Тищенко понимал, что старший прапорщик прав, но когда Федоров ушел, Игорь, все-таки, не смог удержаться от искушения и вновь откинулся на спину. А в общежитиях шла своя, такая знакомая и вместе с тем такая далекая и чужая жизнь. Взад-вперед сновали студенты и студентки, несшие пакеты с продуктами и огромные, туго набитые сумки и чемоданы. «Вот эти только что из города вернулись и пьют на ходу лимонад… нет, пожалуй, пиво. А вон те только что вообще в Минск приехали — вон сколько вещей с собой тащат. А тот, скорее всего первокурсник — слишком неуверенно вошел в общежитие. Хотя, может, и в гости пришел — кто его знает?» — думал Игорь, пытаясь не хуже Шерлока Холмса разобраться в проходящих мимо людях. Иногда среди прохожих колоритными черными пятнами мелькали лица негров и мулатов. «Наверное, какой-то международный институт», — догадался Игорь. Но потом Тищенко вспомнил, что в Минске почти все институты международные, в том числе и БПИ, в котором заочно отучился первый курс Гутовский. «Что-то давно не было писем от Сергея», — вспомнил Игорь, продолжая наблюдать за общежитиями. На некоторых балконах (Игорь впервые видел балконы в общежитиях) было развешено белье. Часто попадались и совсем маленькие, детские вещи. Игорь решил, что перед ним семейное общежитие. Так оно и оказалось, потому что вскоре на тротуарах появились молодые папы и мамы с колясками.

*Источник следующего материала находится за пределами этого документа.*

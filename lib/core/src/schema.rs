//! Record schema definitions
//!
//! A schema names the attributes a record carries and the kind of each.
//! Spaces and filters are validated against it before any record is touched.

use serde::{Deserialize, Serialize};

/// Kind of a record attribute
#[derive(Debug, Clone, Copy, Serialize, Deserialize, PartialEq, Eq)]
#[serde(rename_all = "lowercase")]
pub enum AttributeKind {
    /// Free text, compared through embeddings or substring filters
    Text,
    /// Floating point number; integers and flags are stored as numbers too
    Number,
    /// Value from a closed set of labels
    Category,
    /// Point in time (UTC)
    Timestamp,
}

impl AttributeKind {
    pub fn as_str(&self) -> &'static str {
        match self {
            AttributeKind::Text => "text",
            AttributeKind::Number => "number",
            AttributeKind::Category => "category",
            AttributeKind::Timestamp => "timestamp",
        }
    }
}

/// A single attribute declaration
#[derive(Debug, Clone, Serialize, Deserialize, PartialEq)]
pub struct FieldDef {
    pub name: String,
    pub kind: AttributeKind,
}

/// Ordered attribute declarations plus the id attribute
#[derive(Debug, Clone, Serialize, Deserialize, PartialEq)]
pub struct Schema {
    pub name: String,
    pub id_field: String,
    pub fields: Vec<FieldDef>,
}

impl Schema {
    pub fn new(name: impl Into<String>) -> Self {
        Self {
            name: name.into(),
            id_field: "id".to_string(),
            fields: Vec::new(),
        }
    }

    #[must_use]
    pub fn with_id_field(mut self, id_field: impl Into<String>) -> Self {
        self.id_field = id_field.into();
        self
    }

    /// Declare an attribute; redeclaring a name replaces its kind
    #[must_use]
    pub fn with_field(mut self, name: impl Into<String>, kind: AttributeKind) -> Self {
        let name = name.into();
        if let Some(existing) = self.fields.iter_mut().find(|f| f.name == name) {
            existing.kind = kind;
        } else {
            self.fields.push(FieldDef { name, kind });
        }
        self
    }

    pub fn field(&self, name: &str) -> Option<&FieldDef> {
        self.fields.iter().find(|f| f.name == name)
    }

    pub fn kind_of(&self, name: &str) -> Option<AttributeKind> {
        self.field(name).map(|f| f.kind)
    }

    pub fn contains(&self, name: &str) -> bool {
        self.field(name).is_some()
    }
}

Тем временем Албанов и Байраков начали просить у капитана разрешение сходить в общежитие и позвонить домой. Капитан не разрешил. Дождавшись, пока капитан отойдет подальше, Байраков и Албанов попросили о том же у Федорова, ни сном, ни духом не ведавшего о предыдущем разговоре. Федоров оказался человеком более демократичным и отпустил находчивых курсантов. Рысько из третьего взвода вместе с опомнившимися Сашиным, Петренчиком и Каменевым попытались, было, последовать их примеру, но Федоров их не отпустил. «Можно подумать, что звонить могут отпустить половину взвода. Надо быть дураком, чтобы подойти второй раз, да еще и вчетвером… Хотя за спрос не бьют — а вдруг бы и отпустил, все равно ведь рядом», — Тищенко мысленно оценил действия товарищей.
Албанов и Байраков вскоре вернулись и сообщили, что оба телефонных аппарата все равно поломаны. Их возвращение видел капитан. Подойдя к курсантам, он нервно спросил:
— Я ведь запретил вам идти звонить — по какому праву вы ушли в самовольную отлучку?!

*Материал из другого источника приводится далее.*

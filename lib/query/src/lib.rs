//! # StaySearch Query
//!
//! Named query templates, the query compiler with natural-language
//! translation, hosted-model clients and the search executor.

pub mod compiler;
pub mod executor;
pub mod explain;
pub mod openai;
pub mod params;
pub mod template;
pub mod translator;

pub use compiler::{build_query, CompiledQuery, QueryCompiler, DEFAULT_TRANSLATION_TIMEOUT};
pub use executor::SearchExecutor;
pub use explain::{SearchHit, SearchResponse, SearchStats};
pub use openai::{OpenAiConfig, OpenAiEmbedder, OpenAiTranslator};
pub use params::Params;
pub use template::{ParamKind, ParamSpec, QueryTemplate, LIMIT_PARAM};
pub use translator::Translator;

— Нам разрешили, — буркнул Байраков.
— Кто?
Байраков с надеждой посмотрел на Федорова. Старший прапорщик уже все понял, и ему больше ничего не оставалось, кроме как смущенно ответить вместо Байракова:
— Товарищ капитан, это я виноват — они мне не сказали, что вы им запретили идти.

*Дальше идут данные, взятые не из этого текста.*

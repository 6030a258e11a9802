//! Named query templates
//!
//! A template declares which request parameters feed which space weights,
//! similarity clauses and filters. Templates are plain data built once at
//! startup and checked against the index before they serve requests.

use serde::Serialize;
use staysearch_core::{AttributeKind, CompositeIndex, Comparator, Error, Result, Space};
use std::collections::BTreeMap;

pub const LIMIT_PARAM: &str = "limit";

/// Type of value a parameter carries
#[derive(Debug, Clone, Copy, Serialize, PartialEq, Eq)]
#[serde(rename_all = "snake_case")]
pub enum ParamKind {
    Text,
    Number,
}

/// Description of one parameter as offered to the translator
#[derive(Debug, Clone, Serialize, PartialEq)]
pub struct ParamSpec {
    pub name: String,
    pub kind: ParamKind,
    #[serde(skip_serializing_if = "Option::is_none")]
    pub description: Option<String>,
    #[serde(skip_serializing_if = "Vec::is_empty")]
    pub options: Vec<String>,
}

#[derive(Debug, Clone, Serialize)]
pub struct WeightParam {
    pub space: String,
    pub param: String,
}

#[derive(Debug, Clone, Serialize)]
pub struct ClauseParam {
    pub space: String,
    pub value_param: String,
    pub weight_param: Option<String>,
}

#[derive(Debug, Clone, Serialize)]
pub struct FilterParam {
    pub attribute: String,
    pub comparator: Comparator,
    pub param: String,
    pub options: Vec<String>,
}

#[derive(Debug, Clone, Serialize)]
pub struct QueryTemplate {
    pub name: String,
    pub weights: Vec<WeightParam>,
    pub clauses: Vec<ClauseParam>,
    pub filters: Vec<FilterParam>,
    pub natural_query: Option<String>,
    pub limit: usize,
    pub descriptions: BTreeMap<String, String>,
}

impl QueryTemplate {
    pub fn new(name: impl Into<String>) -> Self {
        Self {
            name: name.into(),
            weights: Vec::new(),
            clauses: Vec::new(),
            filters: Vec::new(),
            natural_query: None,
            limit: staysearch_core::DEFAULT_LIMIT,
            descriptions: BTreeMap::new(),
        }
    }

    /// Copy of this template under another name, for layering variants
    pub fn derive(&self, name: impl Into<String>) -> Self {
        Self {
            name: name.into(),
            ..self.clone()
        }
    }

    #[must_use]
    pub fn weight(mut self, space: impl Into<String>, param: impl Into<String>) -> Self {
        self.weights.push(WeightParam {
            space: space.into(),
            param: param.into(),
        });
        self
    }

    #[must_use]
    pub fn similar(
        mut self,
        space: impl Into<String>,
        value_param: impl Into<String>,
        weight_param: Option<&str>,
    ) -> Self {
        self.clauses.push(ClauseParam {
            space: space.into(),
            value_param: value_param.into(),
            weight_param: weight_param.map(str::to_string),
        });
        self
    }

    /// Add a filter; an existing filter bound to the same parameter is replaced
    #[must_use]
    pub fn filter(
        mut self,
        attribute: impl Into<String>,
        comparator: Comparator,
        param: impl Into<String>,
    ) -> Self {
        let param = param.into();
        self.filters.retain(|f| f.param != param);
        self.filters.push(FilterParam {
            attribute: attribute.into(),
            comparator,
            param,
            options: Vec::new(),
        });
        self
    }

    /// Restrict the most recently added filter to a closed set of values
    #[must_use]
    pub fn with_options<I, S>(mut self, options: I) -> Self
    where
        I: IntoIterator<Item = S>,
        S: Into<String>,
    {
        if let Some(last) = self.filters.last_mut() {
            last.options = options.into_iter().map(Into::into).collect();
        }
        self
    }

    #[must_use]
    pub fn natural_query(mut self, param: impl Into<String>) -> Self {
        self.natural_query = Some(param.into());
        self
    }

    #[must_use]
    pub fn limit(mut self, limit: usize) -> Self {
        self.limit = limit;
        self
    }

    #[must_use]
    pub fn describe(mut self, param: impl Into<String>, description: impl Into<String>) -> Self {
        self.descriptions.insert(param.into(), description.into());
        self
    }

    /// Whether `param` sets a space weight or a clause weight
    pub fn is_weight_param(&self, param: &str) -> bool {
        self.weights.iter().any(|w| w.param == param)
            || self
                .clauses
                .iter()
                .any(|c| c.weight_param.as_deref() == Some(param))
    }

    /// Every parameter this template reads, including `limit`
    pub fn param_names(&self) -> Vec<&str> {
        let mut names: Vec<&str> = Vec::new();
        names.extend(self.weights.iter().map(|w| w.param.as_str()));
        for clause in &self.clauses {
            names.push(&clause.value_param);
            if let Some(weight) = &clause.weight_param {
                names.push(weight);
            }
        }
        names.extend(self.filters.iter().map(|f| f.param.as_str()));
        if let Some(nq) = &self.natural_query {
            names.push(nq);
        }
        names.push(LIMIT_PARAM);
        names.sort_unstable();
        names.dedup();
        names
    }

    pub fn declares(&self, param: &str) -> bool {
        self.param_names().contains(&param)
    }

    /// Parameters a translator may fill from natural language
    pub fn translatable_params(&self, index: &CompositeIndex) -> Vec<ParamSpec> {
        let mut specs: Vec<ParamSpec> = Vec::new();
        let mut push = |name: &str, kind: ParamKind, options: &[String]| {
            if specs.iter().any(|s| s.name == name) {
                return;
            }
            specs.push(ParamSpec {
                name: name.to_string(),
                kind,
                description: self.descriptions.get(name).cloned(),
                options: options.to_vec(),
            });
        };

        for weight in &self.weights {
            push(&weight.param, ParamKind::Number, &[]);
        }
        for clause in &self.clauses {
            let kind = match index.space(&clause.space) {
                Some(Space::Number(_)) => ParamKind::Number,
                _ => ParamKind::Text,
            };
            push(&clause.value_param, kind, &[]);
            if let Some(weight) = &clause.weight_param {
                push(weight, ParamKind::Number, &[]);
            }
        }
        for filter in &self.filters {
            push(&filter.param, self.filter_kind(filter, index), &filter.options);
        }
        specs
    }

    /// Number filters take numeric thresholds; everything else, including
    /// timestamps given as dates, is passed as text
    pub(crate) fn filter_kind(&self, filter: &FilterParam, index: &CompositeIndex) -> ParamKind {
        match index.schema().kind_of(&filter.attribute) {
            Some(AttributeKind::Number) => ParamKind::Number,
            _ => ParamKind::Text,
        }
    }

    /// Check every referenced space and attribute against the index
    pub fn validate(&self, index: &CompositeIndex) -> Result<()> {
        for weight in &self.weights {
            if index.space(&weight.space).is_none() {
                return Err(Error::SchemaMismatch(format!(
                    "query '{}' weights unknown space '{}'",
                    self.name, weight.space
                )));
            }
        }
        for clause in &self.clauses {
            if index.space(&clause.space).is_none() {
                return Err(Error::SchemaMismatch(format!(
                    "query '{}' has a similarity clause on unknown space '{}'",
                    self.name, clause.space
                )));
            }
        }
        for filter in &self.filters {
            let kind = index.schema().kind_of(&filter.attribute).ok_or_else(|| {
                Error::InvalidFilter(format!(
                    "query '{}' filters unknown attribute '{}'",
                    self.name, filter.attribute
                ))
            })?;
            if filter.comparator.is_ordering()
                && !matches!(kind, AttributeKind::Number | AttributeKind::Timestamp)
            {
                return Err(Error::InvalidFilter(format!(
                    "query '{}' range-compares {} attribute '{}'",
                    self.name,
                    kind.as_str(),
                    filter.attribute
                )));
            }
        }
        if self.limit == 0 {
            return Err(Error::InvalidConfig(format!(
                "query '{}' has a zero default limit",
                self.name
            )));
        }
        Ok(())
    }
}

— Эх вы… Разве так… Чтобы это было в последний… Приступить к работе! — капитан тоже почувствовал себя неловко и так и не сказал ничего вразумительного.
Игорь внимательно наблюдал за всем происходящим, и больше всего его поразило лицо Албанова. Если Байраков то белел, то краснел от волнения, то на лице Албанова не дрогнул ни один мускул. Казалось, что оно вытесано из камня. «Ну и нервы же у Албанова — его ничем не прошибешь!» — удивился Тищенко.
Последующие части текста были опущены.